From 4faa508c0a62cd661487bd4651f56e2211abb4ef Mon Sep 17 00:00:00 2001
From: chris-colinsky <chris@lunarcommand.xyz>
Date: Tue, 9 Jun 2026 17:59:47 -0700
Subject: [PATCH 2/7] Migrate LLM-event docs to typed-event-first
MIME-Version: 1.0
Content-Type: text/plain; charset=UTF-8
Content-Transfer-Encoding: 8bit

Three docs still pushed the legacy sentinel-namespace pattern as
the primary path for custom observers consuming LLM events and
custom providers emitting them. After v0.13.0 the bundled provider
emits typed LlmCompletionEvent / LlmFailedEvent variants directly;
the bundled OTel + Langfuse observers consume via isinstance
discrimination.
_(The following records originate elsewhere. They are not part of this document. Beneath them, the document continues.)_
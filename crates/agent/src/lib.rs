//! The agent core of ForgeLoop.
//!
//! The agent follows a **Thought → Action → Observation** cycle:
//!
//! 1. **Plan** multi-step objectives into ordered milestones
//! 2. **Prompt** the model with the tool catalogue and plan status
//! 3. **Act** on a `TOOL_CALL:` through the tool orchestrator
//! 4. **Observe** the result, advance milestones, and loop back to step 2
//!
//! The loop continues until the model answers without a tool call, the
//! step budget runs out, or the caller cancels.

pub mod action;
pub mod json;
pub mod milestone;
pub mod planner;
pub mod prompt;
pub mod react;

pub use action::{ParsedAction, TOOL_CALL_MARKER, parse_action};
pub use milestone::{MilestoneUpdate, update_milestone_status};
pub use planner::{
    KeywordClassifier, PlanClassifier, generate_task_plan, parse_task_plan, retain_known_tools,
    should_generate_task_plan,
};
pub use react::{AgentError, LoopOutcome, LoopRequest, ReactController, StopReason};

#[cfg(test)]
pub(crate) mod test_helpers;
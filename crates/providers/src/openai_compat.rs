//! OpenAI-compatible provider implementation.
//!
//! Works with OpenAI, OpenRouter, Ollama, vLLM, and any endpoint exposing
//! `/chat/completions`. Only plain text completions are used: tool calls
//! travel inside the response text.

use async_trait::async_trait;
use forgeloop_core::error::ProviderError;
use forgeloop_core::message::{Message, Role};
use forgeloop_core::provider::{Provider, ProviderRequest, ProviderResponse, Usage};
use serde::{Deserialize, Serialize};
use tracing::{debug, warn};

/// An OpenAI-compatible LLM provider.
pub struct OpenAiCompatProvider {
    name: String,
    base_url: String,
    api_key: Option<String>,
    client: reqwest::Client,
}

impl OpenAiCompatProvider {
    /// Create a new OpenAI-compatible provider.
    pub fn new(
        name: impl Into<String>,
        base_url: impl Into<String>,
        api_key: Option<String>,
    ) -> Self {
        let client = reqwest::Client::builder()
            .timeout(std::time::Duration::from_secs(120))
            .build()
            .unwrap_or_else(|_| reqwest::Client::new());

        Self {
            name: name.into(),
            base_url: base_url.into().trim_end_matches('/').to_string(),
            api_key,
            client,
        }
    }

    /// Build from the `[llm]` config section.
    pub fn from_config(config: &forgeloop_config::LlmConfig) -> Self {
        Self::new("openai_compat", &config.endpoint, config.api_key.clone())
    }

    pub fn base_url(&self) -> &str {
        &self.base_url
    }

    /// Convert our Message types to OpenAI API format.
    fn to_api_messages(messages: &[Message]) -> Vec<ApiMessage> {
        messages
            .iter()
            .map(|m| ApiMessage {
                role: match m.role {
                    Role::User => "user".into(),
                    Role::Assistant => "assistant".into(),
                    Role::System => "system".into(),
                },
                content: m.content.clone(),
            })
            .collect()
    }

    fn request_body(request: &ProviderRequest) -> serde_json::Value {
        let mut body = serde_json::json!({
            "model": request.model,
            "messages": Self::to_api_messages(&request.messages),
            "temperature": request.temperature,
            "stream": false,
        });

        if let Some(max_tokens) = request.max_tokens {
            body["max_tokens"] = serde_json::json!(max_tokens);
        }

        if !request.stop.is_empty() {
            body["stop"] = serde_json::json!(request.stop);
        }
        body
    }

    fn authorized(&self, builder: reqwest::RequestBuilder) -> reqwest::RequestBuilder {
        match &self.api_key {
            Some(key) => builder.header("Authorization", format!("Bearer {key}")),
            None => builder,
        }
    }
}

#[async_trait]
impl Provider for OpenAiCompatProvider {
    fn name(&self) -> &str {
        &self.name
    }

    async fn complete(&self, request: ProviderRequest) -> Result<ProviderResponse, ProviderError> {
        let url = format!("{}/chat/completions", self.base_url);
        let body = Self::request_body(&request);

        debug!(provider = %self.name, model = %request.model, messages = request.messages.len(), "Sending completion request");

        let response = self
            .authorized(self.client.post(&url))
            .header("Content-Type", "application/json")
            .json(&body)
            .send()
            .await
            .map_err(|e| {
                if e.is_timeout() {
                    ProviderError::Timeout(e.to_string())
                } else {
                    ProviderError::Network(e.to_string())
                }
            })?;

        let status = response.status().as_u16();

        if status == 429 {
            return Err(ProviderError::RateLimited {
                retry_after_secs: 5,
            });
        }

        if status == 401 || status == 403 {
            return Err(ProviderError::AuthenticationFailed(
                "Invalid API key or insufficient permissions".into(),
            ));
        }

        if status != 200 {
            let error_body = response.text().await.unwrap_or_default();
            warn!(status, body = %error_body, "Provider returned error");
            return Err(ProviderError::ApiError {
                status_code: status,
                message: error_body,
            });
        }

        let api_response: ApiResponse =
            response.json().await.map_err(|e| ProviderError::ApiError {
                status_code: 200,
                message: format!("Failed to parse response: {e}"),
            })?;

        parse_api_response(api_response)
    }

    async fn health_check(&self) -> Result<bool, ProviderError> {
        let url = format!("{}/models", self.base_url);
        let response = self
            .authorized(self.client.get(&url))
            .send()
            .await
            .map_err(|e| ProviderError::Network(e.to_string()))?;

        Ok(response.status().is_success())
    }
}

fn parse_api_response(api_response: ApiResponse) -> Result<ProviderResponse, ProviderError> {
    let choice = api_response
        .choices
        .into_iter()
        .next()
        .ok_or_else(|| ProviderError::ApiError {
            status_code: 200,
            message: "No choices in response".into(),
        })?;

    let usage = api_response.usage.map(|u| Usage {
        prompt_tokens: u.prompt_tokens,
        completion_tokens: u.completion_tokens,
        total_tokens: u.total_tokens,
    });

    Ok(ProviderResponse {
        message: Message::assistant(choice.message.content.unwrap_or_default()),
        usage,
        model: api_response.model,
    })
}

// --- OpenAI API wire types ---

#[derive(Debug, Serialize)]
struct ApiMessage {
    role: String,
    content: String,
}

#[derive(Debug, Deserialize)]
struct ApiResponse {
    #[serde(default)]
    model: String,
    choices: Vec<ApiChoice>,
    #[serde(default)]
    usage: Option<ApiUsage>,
}

#[derive(Debug, Deserialize)]
struct ApiChoice {
    message: ApiResponseMessage,
}

#[derive(Debug, Deserialize)]
struct ApiResponseMessage {
    #[serde(default)]
    content: Option<String>,
}

#[derive(Debug, Deserialize)]
struct ApiUsage {
    prompt_tokens: u32,
    completion_tokens: u32,
    total_tokens: u32,
}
Rewrites:

- docs/concepts/observability.md: "Publishing LLM events for
  custom observers" → "Consuming LLM events in custom observers".
  Typed-event consumption shown as primary (isinstance branch on
  LlmCompletionEvent + LlmFailedEvent with the mutual-exclusion +
  field-set notes). Sentinel pattern demoted to a "Legacy
  sentinel-namespace pattern (compatibility surface)" subsection
  for downstream code interoperating with custom providers that
  haven't migrated.
- docs/model-providers/authoring.md: custom-provider emission
  sketch rewritten — dispatch LlmCompletionEvent on success,
  LlmFailedEvent alongside the §7 exception on failure. Shows the
  current-attempt-index / current-fan-out-index / etc. scoping
  fields the typed events carry. Calls out the mutual-exclusion
  + exception-flow-preservation contracts. Legacy sentinel pattern
  retained as a compatibility-surface callout for older providers.
- docs/agent/non-obvious-shapes.md: "filter openarmature.*-
  namespaced events" tip drops the openarmature.llm.complete
  example (v0.13.0 retired the sentinel pattern for LLM events);
  checkpoint sentinels stay since the tip is still applicable for
  those. Adjusted the follow-on paragraph mentioning LLM events.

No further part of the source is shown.